ASSIGNMENT: Your output should be the listing itself, repeated exactly.

EXTRACTED ENTRIES:
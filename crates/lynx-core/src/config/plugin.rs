//! Extension system configuration.

use serde::{Deserialize, Serialize};

/// Extension discovery and capability configuration.
#[derive(Debug, Clone, Serialize, Deserialize)]
pub struct PluginConfig {
    /// Directory scanned for extension artifacts.
    #[serde(default = "default_directory")]
    pub directory: String,
    /// Root under which each extension gets `<root>/<name>/` as its
    /// private working directory.
    #[serde(default = "default_root")]
    pub root: String,
    /// File suffix (without the dot) identifying an extension artifact.
    #[serde(default = "default_suffix")]
    pub suffix: String,
    /// External media-tool directory handed to every extension.
    #[serde(default = "default_media_tool_dir")]
    pub media_tool_dir: String,
    /// Whether to load extensions on startup.
    #[serde(default = "default_true")]
    pub auto_load: bool,
}

impl Default for PluginConfig {
    fn default() -> Self {
        Self {
            directory: default_directory(),
            root: default_root(),
            suffix: default_suffix(),
            media_tool_dir: default_media_tool_dir(),
            auto_load: true,
        }
    }
}

fn default_directory() -> String {
    "plugins/wsp".to_string()
}

fn default_root() -> String {
    "plugins".to_string()
}

fn default_suffix() -> String {
    "wsp".to_string()
}

fn default_media_tool_dir() -> String {
    "ffmpeg".to_string()
}

fn default_true() -> bool {
    true
}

ANSWER BOX:
filename crates/lynx-core/src/config/plugin.rs
//! Extension system configuration.

use serde::{Deserialize, Serialize};

/// Extension discovery and capability configuration.
#[derive(Debug, Clone, Serialize, Deserialize)]
pub struct PluginConfig {
    /// Directory scanned for extension artifacts.
    #[serde(default = "default_directory")]
    pub directory: String,
    /// Root under which each extension gets `<root>/<name>/` as its
    /// private working directory.
    #[serde(default = "default_root")]
    pub root: String,
    /// File suffix (without the dot) identifying an extension artifact.
    #[serde(default = "default_suffix")]
    pub suffix: String,
    /// External media-tool directory handed to every extension.
    #[serde(default = "default_media_tool_dir")]
    pub media_tool_dir: String,
    /// Whether to load extensions on startup.
    #[serde(default = "default_true")]
    pub auto_load: bool,
}

impl Default for PluginConfig {
    fn default() -> Self {
        Self {
            directory: default_directory(),
            root: default_root(),
            suffix: default_suffix(),
            media_tool_dir: default_media_tool_dir(),
            auto_load: true,
        }
    }
}

fn default_directory() -> String {
    "plugins/wsp".to_string()
}

fn default_root() -> String {
    "plugins".to_string()
}

fn default_suffix() -> String {
    "wsp".to_string()
}

fn default_media_tool_dir() -> String {
    "ffmpeg".to_string()
}

fn default_true() -> bool {
    true
}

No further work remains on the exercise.